- _Exercise objective_:
Entries follow. Give back exactly the lines starting at the one containing "filename crates/newsroom-state/src/model.rs" and ending at the one containing "pub fn from_article(article: Article, default_image: &str)", and no other lines.

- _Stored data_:

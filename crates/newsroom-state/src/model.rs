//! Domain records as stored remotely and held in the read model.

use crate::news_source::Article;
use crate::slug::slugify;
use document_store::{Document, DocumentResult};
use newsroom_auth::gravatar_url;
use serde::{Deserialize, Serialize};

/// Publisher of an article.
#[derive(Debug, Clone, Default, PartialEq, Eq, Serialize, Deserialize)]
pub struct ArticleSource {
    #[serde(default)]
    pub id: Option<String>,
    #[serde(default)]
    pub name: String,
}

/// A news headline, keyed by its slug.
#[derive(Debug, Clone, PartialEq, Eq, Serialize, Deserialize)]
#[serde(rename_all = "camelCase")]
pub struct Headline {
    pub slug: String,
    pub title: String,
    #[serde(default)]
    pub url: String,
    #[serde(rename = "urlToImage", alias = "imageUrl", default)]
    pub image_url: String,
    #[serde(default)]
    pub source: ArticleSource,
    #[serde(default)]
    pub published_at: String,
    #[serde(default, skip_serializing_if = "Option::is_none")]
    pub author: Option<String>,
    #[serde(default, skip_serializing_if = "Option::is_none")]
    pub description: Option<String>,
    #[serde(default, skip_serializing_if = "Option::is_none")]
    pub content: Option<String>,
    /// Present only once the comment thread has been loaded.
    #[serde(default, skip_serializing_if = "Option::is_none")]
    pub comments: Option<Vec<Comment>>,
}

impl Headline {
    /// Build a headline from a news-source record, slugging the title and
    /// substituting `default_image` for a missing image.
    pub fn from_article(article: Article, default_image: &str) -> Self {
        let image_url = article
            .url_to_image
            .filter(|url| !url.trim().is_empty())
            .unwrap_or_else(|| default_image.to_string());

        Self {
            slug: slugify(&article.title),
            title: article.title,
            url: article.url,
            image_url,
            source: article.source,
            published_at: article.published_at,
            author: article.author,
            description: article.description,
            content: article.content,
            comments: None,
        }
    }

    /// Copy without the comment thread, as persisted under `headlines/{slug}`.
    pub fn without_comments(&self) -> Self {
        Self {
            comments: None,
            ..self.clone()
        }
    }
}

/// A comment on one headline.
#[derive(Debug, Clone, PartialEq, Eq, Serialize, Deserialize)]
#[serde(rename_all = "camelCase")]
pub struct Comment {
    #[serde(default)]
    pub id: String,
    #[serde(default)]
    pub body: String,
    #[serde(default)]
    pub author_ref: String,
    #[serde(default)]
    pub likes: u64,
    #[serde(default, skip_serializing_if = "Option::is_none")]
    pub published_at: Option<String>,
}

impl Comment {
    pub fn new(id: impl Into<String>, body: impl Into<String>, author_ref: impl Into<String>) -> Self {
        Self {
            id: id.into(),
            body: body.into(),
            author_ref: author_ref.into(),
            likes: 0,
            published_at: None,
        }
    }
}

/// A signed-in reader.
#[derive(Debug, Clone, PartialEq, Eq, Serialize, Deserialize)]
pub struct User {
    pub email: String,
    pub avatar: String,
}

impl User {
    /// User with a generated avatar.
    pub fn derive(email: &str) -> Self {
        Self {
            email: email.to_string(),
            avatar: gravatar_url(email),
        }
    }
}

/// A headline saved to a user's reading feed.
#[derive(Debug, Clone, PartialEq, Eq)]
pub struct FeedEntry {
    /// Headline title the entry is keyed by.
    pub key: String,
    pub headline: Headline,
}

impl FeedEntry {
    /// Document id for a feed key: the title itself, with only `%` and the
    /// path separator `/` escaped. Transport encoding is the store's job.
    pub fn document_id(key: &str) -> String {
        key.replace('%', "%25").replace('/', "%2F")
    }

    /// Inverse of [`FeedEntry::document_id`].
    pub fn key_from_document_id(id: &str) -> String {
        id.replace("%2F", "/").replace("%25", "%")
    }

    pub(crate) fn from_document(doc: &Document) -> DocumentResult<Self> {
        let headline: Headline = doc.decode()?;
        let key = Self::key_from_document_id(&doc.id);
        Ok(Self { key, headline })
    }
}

==

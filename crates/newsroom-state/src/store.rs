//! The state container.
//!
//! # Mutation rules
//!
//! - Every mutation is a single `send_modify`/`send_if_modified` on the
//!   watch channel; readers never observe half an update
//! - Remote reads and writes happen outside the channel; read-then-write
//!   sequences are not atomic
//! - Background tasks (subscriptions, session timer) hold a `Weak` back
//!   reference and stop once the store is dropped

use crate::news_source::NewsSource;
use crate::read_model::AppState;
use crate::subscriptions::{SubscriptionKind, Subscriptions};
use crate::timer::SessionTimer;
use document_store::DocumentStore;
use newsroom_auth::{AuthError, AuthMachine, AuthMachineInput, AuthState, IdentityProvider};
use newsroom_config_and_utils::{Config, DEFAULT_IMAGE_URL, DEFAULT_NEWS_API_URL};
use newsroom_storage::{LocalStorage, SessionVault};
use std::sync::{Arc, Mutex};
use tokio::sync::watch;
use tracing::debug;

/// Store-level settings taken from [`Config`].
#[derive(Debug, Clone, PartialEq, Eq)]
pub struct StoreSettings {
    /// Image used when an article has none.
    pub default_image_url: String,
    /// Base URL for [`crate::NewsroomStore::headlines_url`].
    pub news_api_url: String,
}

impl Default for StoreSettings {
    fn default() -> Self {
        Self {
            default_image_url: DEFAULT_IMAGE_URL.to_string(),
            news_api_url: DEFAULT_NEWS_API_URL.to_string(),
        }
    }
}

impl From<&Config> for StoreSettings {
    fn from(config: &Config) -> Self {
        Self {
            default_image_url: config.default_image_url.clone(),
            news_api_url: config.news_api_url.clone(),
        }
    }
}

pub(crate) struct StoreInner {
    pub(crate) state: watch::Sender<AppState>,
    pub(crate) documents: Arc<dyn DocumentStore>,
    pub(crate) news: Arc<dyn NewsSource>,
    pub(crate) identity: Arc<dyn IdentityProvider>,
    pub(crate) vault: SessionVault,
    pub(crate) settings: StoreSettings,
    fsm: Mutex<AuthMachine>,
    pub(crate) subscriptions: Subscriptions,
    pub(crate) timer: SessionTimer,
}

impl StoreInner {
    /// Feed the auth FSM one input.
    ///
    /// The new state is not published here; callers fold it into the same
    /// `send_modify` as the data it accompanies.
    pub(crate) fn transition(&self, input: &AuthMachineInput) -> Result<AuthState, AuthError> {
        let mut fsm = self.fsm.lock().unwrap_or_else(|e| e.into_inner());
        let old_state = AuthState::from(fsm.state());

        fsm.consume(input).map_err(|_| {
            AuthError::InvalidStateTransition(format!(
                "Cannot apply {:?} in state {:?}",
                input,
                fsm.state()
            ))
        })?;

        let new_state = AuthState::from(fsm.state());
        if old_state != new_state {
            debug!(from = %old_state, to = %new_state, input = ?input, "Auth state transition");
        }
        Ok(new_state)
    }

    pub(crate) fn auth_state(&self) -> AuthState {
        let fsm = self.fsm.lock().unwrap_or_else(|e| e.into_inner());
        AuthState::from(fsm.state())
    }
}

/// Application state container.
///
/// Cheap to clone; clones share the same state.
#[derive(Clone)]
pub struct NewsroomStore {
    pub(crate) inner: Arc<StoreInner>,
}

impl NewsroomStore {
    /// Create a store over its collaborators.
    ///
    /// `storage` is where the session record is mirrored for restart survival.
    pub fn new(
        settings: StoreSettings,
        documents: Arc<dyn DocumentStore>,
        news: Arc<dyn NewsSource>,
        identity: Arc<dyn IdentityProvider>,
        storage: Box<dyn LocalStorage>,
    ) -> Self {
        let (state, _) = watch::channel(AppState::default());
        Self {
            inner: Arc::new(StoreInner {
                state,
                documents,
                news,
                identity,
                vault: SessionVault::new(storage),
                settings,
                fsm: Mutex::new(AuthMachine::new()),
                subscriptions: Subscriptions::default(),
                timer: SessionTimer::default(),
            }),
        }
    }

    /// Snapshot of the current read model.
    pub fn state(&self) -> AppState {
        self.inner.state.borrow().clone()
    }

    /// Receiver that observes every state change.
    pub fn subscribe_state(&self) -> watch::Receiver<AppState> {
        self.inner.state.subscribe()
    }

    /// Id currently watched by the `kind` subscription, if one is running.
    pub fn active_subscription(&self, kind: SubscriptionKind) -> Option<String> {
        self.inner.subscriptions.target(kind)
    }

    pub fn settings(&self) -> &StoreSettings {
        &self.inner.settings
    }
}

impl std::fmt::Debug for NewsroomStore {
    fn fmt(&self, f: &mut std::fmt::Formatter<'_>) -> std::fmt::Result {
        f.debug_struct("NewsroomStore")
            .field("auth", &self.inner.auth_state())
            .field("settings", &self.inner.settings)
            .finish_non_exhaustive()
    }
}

- _Result of this exercise_:
filename crates/newsroom-state/src/model.rs
//! Domain records as stored remotely and held in the read model.

use crate::news_source::Article;
use crate::slug::slugify;
use document_store::{Document, DocumentResult};
use newsroom_auth::gravatar_url;
use serde::{Deserialize, Serialize};

/// Publisher of an article.
#[derive(Debug, Clone, Default, PartialEq, Eq, Serialize, Deserialize)]
pub struct ArticleSource {
    #[serde(default)]
    pub id: Option<String>,
    #[serde(default)]
    pub name: String,
}

/// A news headline, keyed by its slug.
#[derive(Debug, Clone, PartialEq, Eq, Serialize, Deserialize)]
#[serde(rename_all = "camelCase")]
pub struct Headline {
    pub slug: String,
    pub title: String,
    #[serde(default)]
    pub url: String,
    #[serde(rename = "urlToImage", alias = "imageUrl", default)]
    pub image_url: String,
    #[serde(default)]
    pub source: ArticleSource,
    #[serde(default)]
    pub published_at: String,
    #[serde(default, skip_serializing_if = "Option::is_none")]
    pub author: Option<String>,
    #[serde(default, skip_serializing_if = "Option::is_none")]
    pub description: Option<String>,
    #[serde(default, skip_serializing_if = "Option::is_none")]
    pub content: Option<String>,
    /// Present only once the comment thread has been loaded.
    #[serde(default, skip_serializing_if = "Option::is_none")]
    pub comments: Option<Vec<Comment>>,
}

impl Headline {
    /// Build a headline from a news-source record, slugging the title and
    /// substituting `default_image` for a missing image.
    pub fn from_article(article: Article, default_image: &str) -> Self {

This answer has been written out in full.